Лернер вернул в пакет интеллигентскую пачкотню, с говна сметаны не возьмешь, и начал вчитываться в оставленное письмо.
«Глубокоуважаемый товарищ Твердов!» Твердов — его псевдоним цикла «студенческое революционное движение», весьма удобно, каждому циклю свое псевдо, удобно и рационально. Твердову, Ломову, Рубакову пишут часто, Вилову и Ильину реже, Лернеру никогда. Фамилия внутреннего пользования.

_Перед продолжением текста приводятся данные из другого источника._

//! 核心 trait 定义
//! 用于解耦提醒逻辑与桌面通知/文件系统

use crate::error::{AppError, AppResult};
use std::path::PathBuf;

/// 通知发送 trait
/// 桌面模式下弹出系统通知, 测试中记录到内存
pub trait Notifier: Send + Sync {
    fn notify(&self, title: &str, message: &str);
}

impl<N: Notifier + ?Sized> Notifier for std::sync::Arc<N> {
    fn notify(&self, title: &str, message: &str) {
        (**self).notify(title, message)
    }
}

/// 存储配置 trait
/// 抽象数据目录和文件系统操作
pub trait StorageConfig: Send + Sync {
    /// 获取数据目录路径
    fn data_dir(&self) -> PathBuf;

    /// 获取配置文件路径
    fn config_path(&self) -> PathBuf {
        self.data_dir().join("config.json")
    }

    /// 获取日志目录路径
    fn log_dir(&self) -> PathBuf {
        self.data_dir().join("logs")
    }
}

/// 默认存储配置 (使用 ~/.ai_reminder/)
#[derive(Debug, Clone)]
pub struct DefaultStorageConfig {
    data_dir: PathBuf,
}

impl DefaultStorageConfig {
    pub fn new() -> AppResult<Self> {
        let home = dirs::home_dir()
            .ok_or_else(|| AppError::Config("cannot resolve the user home directory".into()))?;
        Self::with_path(home.join(".ai_reminder"))
    }

    /// 从指定路径创建
    pub fn with_path(data_dir: PathBuf) -> AppResult<Self> {
        std::fs::create_dir_all(&data_dir)?;
        Ok(Self { data_dir })
    }
}

impl StorageConfig for DefaultStorageConfig {
    fn data_dir(&self) -> PathBuf {
        self.data_dir.clone()
    }
}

Он отчеркивал красным карандашом главные, центральные строки. Умный юноша, умный, но с гнильцой. Объективная реальность — гнильца. Поражено практически все студенчество, и чем дальше, тем больше. Эволюция. По стопам господ Каткова и Суворина. Впрочем, это — лишнее. Кто из нынешней молодежи их помнит?
Звонок на перерыв остудил его. К лучшему, иначе вышло бы длинно, брошюрно. Он на радио работает. Неплохо бы и брошюрку тиснуть, традициями пренебрегать не след, а распространить можно хотя бы с помощью аэропланов, раскидать над позициями. Бумаги не хватает. На Сульцевскую писанину, Бухаринскую хватает, а ему — нет.

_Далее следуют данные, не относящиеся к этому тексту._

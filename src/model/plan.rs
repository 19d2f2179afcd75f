//! The field changes needed to move a contact to a new email address.

use crate::model::contact::{
    ALTERNATE_EMAIL_FIELD, OPTED_OUT_FIELD, PREFERRED_EMAIL_FIELD, PreferredChannel,
};
use crate::model::record::FieldMap;
use serde_json::Value;

/// Fields to write on a contact after an email change.
///
/// Built by [`EmailReconciler::plan_email_update`](crate::reconcile::EmailReconciler::plan_email_update)
/// and consumed once by a gateway update.
#[derive(Debug, Clone, PartialEq, Eq)]
pub struct EmailUpdatePlan {
    /// Channel that will be authoritative after the update
    pub preferred_channel: PreferredChannel,
    /// New address, written into the field named by `preferred_channel`
    pub email: String,
    /// Alternate address to keep; `None` clears the field
    pub alternate_email: Option<String>,
    /// Always false: changing address re-enables email contact
    pub opted_out_of_email: bool,
}

impl EmailUpdatePlan {
    /// Wire fields in write order.
    pub fn fields(&self) -> Vec<(&'static str, Value)> {
        vec![
            (
                self.preferred_channel.field_name(),
                Value::String(self.email.clone()),
            ),
            (
                ALTERNATE_EMAIL_FIELD,
                self.alternate_email
                    .clone()
                    .map(Value::String)
                    .unwrap_or(Value::Null),
            ),
            (
                PREFERRED_EMAIL_FIELD,
                Value::String(self.preferred_channel.as_str().to_string()),
            ),
            (OPTED_OUT_FIELD, Value::Bool(self.opted_out_of_email)),
        ]
    }

    /// The plan as a field map ready for an update call.
    pub fn to_field_map(&self) -> FieldMap {
        self.fields()
            .into_iter()
            .map(|(name, value)| (name.to_string(), value))
            .collect()
    }
}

Он сдержался, даже улыбнулся, когда взглянул на пустую выгородку. Не злобиться надо, действовать.
Из курилки шел сизый едкий дым синтетических папирос. Поминали его имя, но он не стал останавливаться, прошел мимо, в буфет. В первый, малый перерыв здесь было свободно, просторно. Без толчеи взял он привычный стакан кефира, оторвав от пищевой книжечки крохотный купон, сел за столик у окна. Во дворе работник-швайнехунд сметал с дорожки опавшие листья. Желтый комбинезон, мета. Приспособили к делу бывших, фон-баронов. Немцы нация практичная.

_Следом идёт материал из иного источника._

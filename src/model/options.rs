//! Picklist options.

use serde::{Deserialize, Serialize};

/// One picklist entry as described by field metadata.
#[derive(Debug, Clone, PartialEq, Eq, Serialize, Deserialize)]
pub struct PicklistOption {
    pub value: String,
    pub label: String,
}

impl PicklistOption {
    pub fn new(value: impl Into<String>, label: impl Into<String>) -> Self {
        Self {
            value: value.into(),
            label: label.into(),
        }
    }
}

/// Ordered value → label mapping for a picklist field.
///
/// Order is the order in which the CRM listed the values. Inserting an existing
/// value replaces its label in place.
#[derive(Debug, Clone, Default, PartialEq, Eq, Serialize, Deserialize)]
#[serde(transparent)]
pub struct FieldOptions(Vec<PicklistOption>);

impl FieldOptions {
    pub fn new() -> Self {
        Self::default()
    }

    /// Insert or relabel a value.
    pub fn insert(&mut self, value: impl Into<String>, label: impl Into<String>) {
        let value = value.into();
        let label = label.into();
        match self.0.iter_mut().find(|option| option.value == value) {
            Some(existing) => existing.label = label,
            None => self.0.push(PicklistOption { value, label }),
        }
    }

    /// Label for a value.
    pub fn get(&self, value: &str) -> Option<&str> {
        self.0
            .iter()
            .find(|option| option.value == value)
            .map(|option| option.label.as_str())
    }

    pub fn len(&self) -> usize {
        self.0.len()
    }

    pub fn is_empty(&self) -> bool {
        self.0.is_empty()
    }

    /// `(value, label)` pairs in order.
    pub fn iter(&self) -> impl Iterator<Item = (&str, &str)> {
        self.0
            .iter()
            .map(|option| (option.value.as_str(), option.label.as_str()))
    }

    /// Values in order.
    pub fn values(&self) -> Vec<&str> {
        self.0.iter().map(|option| option.value.as_str()).collect()
    }
}

impl FromIterator<PicklistOption> for FieldOptions {
    fn from_iter<I: IntoIterator<Item = PicklistOption>>(iter: I) -> Self {
        let mut options = FieldOptions::new();
        for option in iter {
            options.insert(option.value, option.label);
        }
        options
    }
}

#[cfg(test)]
mod tests {
    use super::*;

    #[test]
    fn test_order_is_preserved() {
        let options: FieldOptions = vec![
            PicklistOption::new("Teacher", "Teacher"),
            PicklistOption::new("Parent", "Parent / Guardian"),
            PicklistOption::new("Other", "Other"),
        ]
        .into_iter()
        .collect();

        assert_eq!(options.values(), vec!["Teacher", "Parent", "Other"]);
        assert_eq!(options.get("Parent"), Some("Parent / Guardian"));
        assert_eq!(options.get("Student"), None);
    }

    #[test]
    fn test_insert_existing_value_keeps_position() {
        let mut options = FieldOptions::new();
        options.insert("a", "A");
        options.insert("b", "B");
        options.insert("a", "Alpha");

        let pairs: Vec<_> = options.iter().collect();
        assert_eq!(pairs, vec![("a", "Alpha"), ("b", "B")]);
    }
}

Забилось, задергалось правое веко. Лернер перемог, не стал давить его пальцем. Спокойствие, спокойствие. Он сосредоточился на стакане кефира. Кефир был сегодняшний, жидкий, разумеется, но свежий. Он отпил чуть-чуть, потом полез в карман за сахарином. Единственно, в чем оказался прав правый левый Аксельрод — кефир заполонил мир. У Аксельрода, надо отдать должное, кефир был жирнее. Буржуазней.
— Салют, камрад! — Макдональд, из Британской секции, пристроился напротив. — Как жизнь? Что нового?
— Новое — это плохо забытое старое, — вслед за Макдональдом сел и Лурье, давний, еще по Парижу, знакомец. — Сообщают, Шауманна взяли.
— Информации пока не поступало, — Лернер говорил отстранено: спокойствие, зыбкое, непрочное, следовало беречь. Спокойствие!
— Чей он агент? Русский, французский или британский? — Лурье провоцировал грубо и неискусно. Как всегда.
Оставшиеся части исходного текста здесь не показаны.